§ Supplied entries

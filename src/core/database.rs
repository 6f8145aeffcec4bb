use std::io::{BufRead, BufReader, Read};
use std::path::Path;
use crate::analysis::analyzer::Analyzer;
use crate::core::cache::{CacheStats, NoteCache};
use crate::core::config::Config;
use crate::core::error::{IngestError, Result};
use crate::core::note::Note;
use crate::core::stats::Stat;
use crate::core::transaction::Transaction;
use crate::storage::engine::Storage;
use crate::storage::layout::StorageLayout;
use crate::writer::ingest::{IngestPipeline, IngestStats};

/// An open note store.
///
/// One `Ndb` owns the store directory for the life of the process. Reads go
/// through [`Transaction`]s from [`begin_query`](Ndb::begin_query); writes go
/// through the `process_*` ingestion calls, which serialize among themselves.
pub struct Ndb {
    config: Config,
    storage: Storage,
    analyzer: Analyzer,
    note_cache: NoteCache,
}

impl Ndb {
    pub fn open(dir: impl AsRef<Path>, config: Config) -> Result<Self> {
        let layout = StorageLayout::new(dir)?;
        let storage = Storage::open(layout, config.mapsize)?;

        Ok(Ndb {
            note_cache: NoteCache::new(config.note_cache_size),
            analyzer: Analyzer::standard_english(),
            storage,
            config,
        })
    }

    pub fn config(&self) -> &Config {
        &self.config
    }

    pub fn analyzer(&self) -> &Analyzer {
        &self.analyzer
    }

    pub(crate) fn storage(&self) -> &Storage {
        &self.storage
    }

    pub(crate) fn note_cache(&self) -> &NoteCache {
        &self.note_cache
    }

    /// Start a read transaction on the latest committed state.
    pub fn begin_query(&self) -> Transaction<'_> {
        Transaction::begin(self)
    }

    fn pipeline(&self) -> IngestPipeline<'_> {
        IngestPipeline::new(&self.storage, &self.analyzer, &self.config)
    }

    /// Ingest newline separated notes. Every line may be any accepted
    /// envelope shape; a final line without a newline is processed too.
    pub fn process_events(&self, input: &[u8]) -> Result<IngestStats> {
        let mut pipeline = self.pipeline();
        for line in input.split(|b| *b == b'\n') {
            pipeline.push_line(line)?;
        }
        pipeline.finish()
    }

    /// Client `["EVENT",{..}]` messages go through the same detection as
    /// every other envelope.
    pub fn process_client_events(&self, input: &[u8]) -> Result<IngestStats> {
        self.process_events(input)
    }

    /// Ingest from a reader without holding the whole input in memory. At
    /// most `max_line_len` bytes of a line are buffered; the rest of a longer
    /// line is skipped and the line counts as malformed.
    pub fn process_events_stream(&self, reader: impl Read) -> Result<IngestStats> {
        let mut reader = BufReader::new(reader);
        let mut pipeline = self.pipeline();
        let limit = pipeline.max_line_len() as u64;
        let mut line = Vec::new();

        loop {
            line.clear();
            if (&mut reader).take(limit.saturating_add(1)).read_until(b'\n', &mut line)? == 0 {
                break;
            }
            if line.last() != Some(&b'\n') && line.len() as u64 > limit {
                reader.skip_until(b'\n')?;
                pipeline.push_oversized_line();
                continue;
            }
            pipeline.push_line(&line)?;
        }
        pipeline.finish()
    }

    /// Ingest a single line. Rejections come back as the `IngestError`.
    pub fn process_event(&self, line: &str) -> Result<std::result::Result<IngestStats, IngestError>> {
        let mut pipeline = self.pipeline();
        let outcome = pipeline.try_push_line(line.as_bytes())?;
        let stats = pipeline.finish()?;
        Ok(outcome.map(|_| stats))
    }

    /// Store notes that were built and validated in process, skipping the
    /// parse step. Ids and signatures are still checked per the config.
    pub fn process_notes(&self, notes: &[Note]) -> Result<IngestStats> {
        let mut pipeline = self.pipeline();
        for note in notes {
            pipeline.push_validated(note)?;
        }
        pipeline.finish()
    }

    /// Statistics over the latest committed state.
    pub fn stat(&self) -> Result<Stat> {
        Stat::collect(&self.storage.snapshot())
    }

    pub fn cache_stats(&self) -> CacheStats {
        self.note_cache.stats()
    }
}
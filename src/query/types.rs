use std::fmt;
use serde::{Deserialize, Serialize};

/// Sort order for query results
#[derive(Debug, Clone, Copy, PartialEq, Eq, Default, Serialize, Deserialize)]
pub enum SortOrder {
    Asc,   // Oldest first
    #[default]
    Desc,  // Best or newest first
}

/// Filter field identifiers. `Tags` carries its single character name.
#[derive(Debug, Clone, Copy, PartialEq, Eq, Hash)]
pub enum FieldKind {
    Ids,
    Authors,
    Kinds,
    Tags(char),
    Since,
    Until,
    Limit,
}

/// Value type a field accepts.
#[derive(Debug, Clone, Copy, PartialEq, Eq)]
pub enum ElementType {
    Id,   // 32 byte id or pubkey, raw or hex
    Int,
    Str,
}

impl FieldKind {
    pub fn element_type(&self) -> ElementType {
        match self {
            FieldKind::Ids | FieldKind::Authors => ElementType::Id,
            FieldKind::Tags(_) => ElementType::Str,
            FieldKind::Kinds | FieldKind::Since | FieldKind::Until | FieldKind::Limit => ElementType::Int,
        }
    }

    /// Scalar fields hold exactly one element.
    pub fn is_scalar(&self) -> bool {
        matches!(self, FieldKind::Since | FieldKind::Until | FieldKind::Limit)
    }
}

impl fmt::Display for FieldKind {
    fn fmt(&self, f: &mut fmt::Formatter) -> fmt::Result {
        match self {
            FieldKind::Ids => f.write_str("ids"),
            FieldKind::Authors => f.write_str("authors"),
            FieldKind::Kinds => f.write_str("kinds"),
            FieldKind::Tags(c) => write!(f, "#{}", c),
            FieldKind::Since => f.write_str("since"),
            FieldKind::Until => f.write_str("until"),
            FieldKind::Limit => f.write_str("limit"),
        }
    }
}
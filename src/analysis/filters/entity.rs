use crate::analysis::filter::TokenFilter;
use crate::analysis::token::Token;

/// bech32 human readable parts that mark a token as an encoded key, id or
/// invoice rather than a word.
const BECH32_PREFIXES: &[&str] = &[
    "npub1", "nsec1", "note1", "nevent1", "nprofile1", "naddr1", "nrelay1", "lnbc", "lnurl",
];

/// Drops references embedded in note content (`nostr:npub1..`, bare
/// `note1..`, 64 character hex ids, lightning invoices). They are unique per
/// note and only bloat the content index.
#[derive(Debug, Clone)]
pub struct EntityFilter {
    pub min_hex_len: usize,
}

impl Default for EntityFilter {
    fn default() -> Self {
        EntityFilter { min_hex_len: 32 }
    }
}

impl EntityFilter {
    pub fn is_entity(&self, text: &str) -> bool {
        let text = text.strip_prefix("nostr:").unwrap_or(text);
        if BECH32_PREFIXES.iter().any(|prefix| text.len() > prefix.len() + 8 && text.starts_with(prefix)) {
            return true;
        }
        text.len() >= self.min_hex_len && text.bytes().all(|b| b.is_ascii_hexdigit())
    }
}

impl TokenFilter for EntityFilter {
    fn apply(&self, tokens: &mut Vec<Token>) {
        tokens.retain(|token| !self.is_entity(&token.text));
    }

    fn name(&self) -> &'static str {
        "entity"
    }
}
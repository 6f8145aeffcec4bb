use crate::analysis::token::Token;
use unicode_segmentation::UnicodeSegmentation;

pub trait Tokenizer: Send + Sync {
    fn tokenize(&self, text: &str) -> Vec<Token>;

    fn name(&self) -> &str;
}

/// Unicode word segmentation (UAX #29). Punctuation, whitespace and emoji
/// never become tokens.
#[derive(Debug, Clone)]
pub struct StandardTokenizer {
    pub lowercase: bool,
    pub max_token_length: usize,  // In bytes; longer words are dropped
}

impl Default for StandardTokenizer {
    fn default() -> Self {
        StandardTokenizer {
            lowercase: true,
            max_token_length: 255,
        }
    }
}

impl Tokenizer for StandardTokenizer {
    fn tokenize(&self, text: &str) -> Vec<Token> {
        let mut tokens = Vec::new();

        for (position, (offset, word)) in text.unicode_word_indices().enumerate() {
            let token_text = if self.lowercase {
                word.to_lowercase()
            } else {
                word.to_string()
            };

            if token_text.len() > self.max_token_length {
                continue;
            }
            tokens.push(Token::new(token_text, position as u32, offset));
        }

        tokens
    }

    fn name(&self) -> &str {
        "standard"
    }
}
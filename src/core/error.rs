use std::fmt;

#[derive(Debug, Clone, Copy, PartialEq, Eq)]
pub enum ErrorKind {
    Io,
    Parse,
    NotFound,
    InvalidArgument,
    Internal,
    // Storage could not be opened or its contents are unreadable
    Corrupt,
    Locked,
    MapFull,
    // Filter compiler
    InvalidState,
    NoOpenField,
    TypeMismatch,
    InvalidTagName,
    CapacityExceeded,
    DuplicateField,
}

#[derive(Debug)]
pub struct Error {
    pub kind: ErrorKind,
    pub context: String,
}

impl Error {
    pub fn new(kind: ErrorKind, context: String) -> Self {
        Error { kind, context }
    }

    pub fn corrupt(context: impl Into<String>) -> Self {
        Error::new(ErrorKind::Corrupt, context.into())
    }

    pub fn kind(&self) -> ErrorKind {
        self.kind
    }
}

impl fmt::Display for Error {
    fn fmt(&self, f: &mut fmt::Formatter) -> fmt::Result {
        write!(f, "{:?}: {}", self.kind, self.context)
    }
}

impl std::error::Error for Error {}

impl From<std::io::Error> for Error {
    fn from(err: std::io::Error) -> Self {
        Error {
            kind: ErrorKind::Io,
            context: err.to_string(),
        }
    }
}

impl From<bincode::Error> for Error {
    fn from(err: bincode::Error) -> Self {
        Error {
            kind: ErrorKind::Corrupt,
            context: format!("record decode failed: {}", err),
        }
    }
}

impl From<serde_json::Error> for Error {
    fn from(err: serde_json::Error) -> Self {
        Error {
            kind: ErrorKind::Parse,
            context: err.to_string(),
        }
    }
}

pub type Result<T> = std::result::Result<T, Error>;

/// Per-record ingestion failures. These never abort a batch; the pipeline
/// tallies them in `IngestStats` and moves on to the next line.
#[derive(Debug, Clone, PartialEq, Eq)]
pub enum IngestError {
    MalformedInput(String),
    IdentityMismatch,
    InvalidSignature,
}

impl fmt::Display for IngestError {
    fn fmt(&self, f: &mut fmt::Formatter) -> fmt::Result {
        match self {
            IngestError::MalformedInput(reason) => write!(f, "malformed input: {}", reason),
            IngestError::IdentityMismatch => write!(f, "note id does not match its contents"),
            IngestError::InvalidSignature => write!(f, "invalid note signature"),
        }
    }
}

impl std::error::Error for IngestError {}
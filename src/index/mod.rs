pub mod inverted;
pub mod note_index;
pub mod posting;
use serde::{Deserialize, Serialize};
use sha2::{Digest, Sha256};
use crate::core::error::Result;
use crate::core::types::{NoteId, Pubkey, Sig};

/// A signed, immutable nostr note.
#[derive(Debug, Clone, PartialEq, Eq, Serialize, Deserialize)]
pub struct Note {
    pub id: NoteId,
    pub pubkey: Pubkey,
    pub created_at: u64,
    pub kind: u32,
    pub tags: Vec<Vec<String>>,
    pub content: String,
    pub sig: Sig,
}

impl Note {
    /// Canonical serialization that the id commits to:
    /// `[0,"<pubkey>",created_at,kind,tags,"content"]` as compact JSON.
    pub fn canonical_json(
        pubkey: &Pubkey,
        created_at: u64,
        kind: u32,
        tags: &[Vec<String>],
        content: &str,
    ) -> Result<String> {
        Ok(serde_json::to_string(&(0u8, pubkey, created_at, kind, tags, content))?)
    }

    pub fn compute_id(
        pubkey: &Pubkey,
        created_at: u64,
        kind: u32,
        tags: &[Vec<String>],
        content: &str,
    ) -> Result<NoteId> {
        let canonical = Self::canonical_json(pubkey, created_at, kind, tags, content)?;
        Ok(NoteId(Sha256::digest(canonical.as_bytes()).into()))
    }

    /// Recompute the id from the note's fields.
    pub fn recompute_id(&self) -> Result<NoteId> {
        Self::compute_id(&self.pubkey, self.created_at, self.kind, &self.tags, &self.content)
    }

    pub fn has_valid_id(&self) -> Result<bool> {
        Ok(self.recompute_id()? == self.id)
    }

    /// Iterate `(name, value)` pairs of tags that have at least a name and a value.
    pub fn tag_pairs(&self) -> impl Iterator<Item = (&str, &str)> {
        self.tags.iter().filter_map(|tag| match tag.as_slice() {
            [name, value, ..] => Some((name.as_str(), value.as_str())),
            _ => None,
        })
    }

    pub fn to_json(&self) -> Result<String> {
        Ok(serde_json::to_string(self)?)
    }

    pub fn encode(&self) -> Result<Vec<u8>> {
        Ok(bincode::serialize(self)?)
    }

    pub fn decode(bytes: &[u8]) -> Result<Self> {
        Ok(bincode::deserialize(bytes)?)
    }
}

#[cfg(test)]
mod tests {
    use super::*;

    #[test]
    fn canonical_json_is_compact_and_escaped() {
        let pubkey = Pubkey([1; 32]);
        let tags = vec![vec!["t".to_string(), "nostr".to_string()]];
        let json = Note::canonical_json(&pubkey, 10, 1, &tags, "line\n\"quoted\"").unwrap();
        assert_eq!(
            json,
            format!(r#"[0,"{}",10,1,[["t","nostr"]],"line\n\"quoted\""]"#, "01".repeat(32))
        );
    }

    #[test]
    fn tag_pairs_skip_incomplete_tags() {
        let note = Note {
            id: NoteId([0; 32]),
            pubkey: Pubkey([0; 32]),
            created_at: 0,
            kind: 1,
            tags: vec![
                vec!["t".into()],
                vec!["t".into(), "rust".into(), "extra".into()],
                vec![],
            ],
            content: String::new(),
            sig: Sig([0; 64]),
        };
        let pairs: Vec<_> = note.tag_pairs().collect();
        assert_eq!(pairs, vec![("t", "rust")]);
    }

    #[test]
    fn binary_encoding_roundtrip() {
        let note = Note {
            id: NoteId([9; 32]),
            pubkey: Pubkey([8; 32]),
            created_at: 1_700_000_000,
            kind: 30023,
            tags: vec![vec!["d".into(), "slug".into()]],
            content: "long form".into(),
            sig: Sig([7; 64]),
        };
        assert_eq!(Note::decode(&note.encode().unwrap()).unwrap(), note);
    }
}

§ What you need to do
Using the entries shown above, reproduce verbatim the lines from the line bearing "use crate::core::note::Note;" to the line bearing "process. Reads go", inclusive.

§ Task output
use crate::core::note::Note;
use crate::core::stats::Stat;
use crate::core::transaction::Transaction;
use crate::storage::engine::Storage;
use crate::storage::layout::StorageLayout;
use crate::writer::ingest::{IngestPipeline, IngestStats};

/// An open note store.
///
/// One `Ndb` owns the store directory for the life of the process. Reads go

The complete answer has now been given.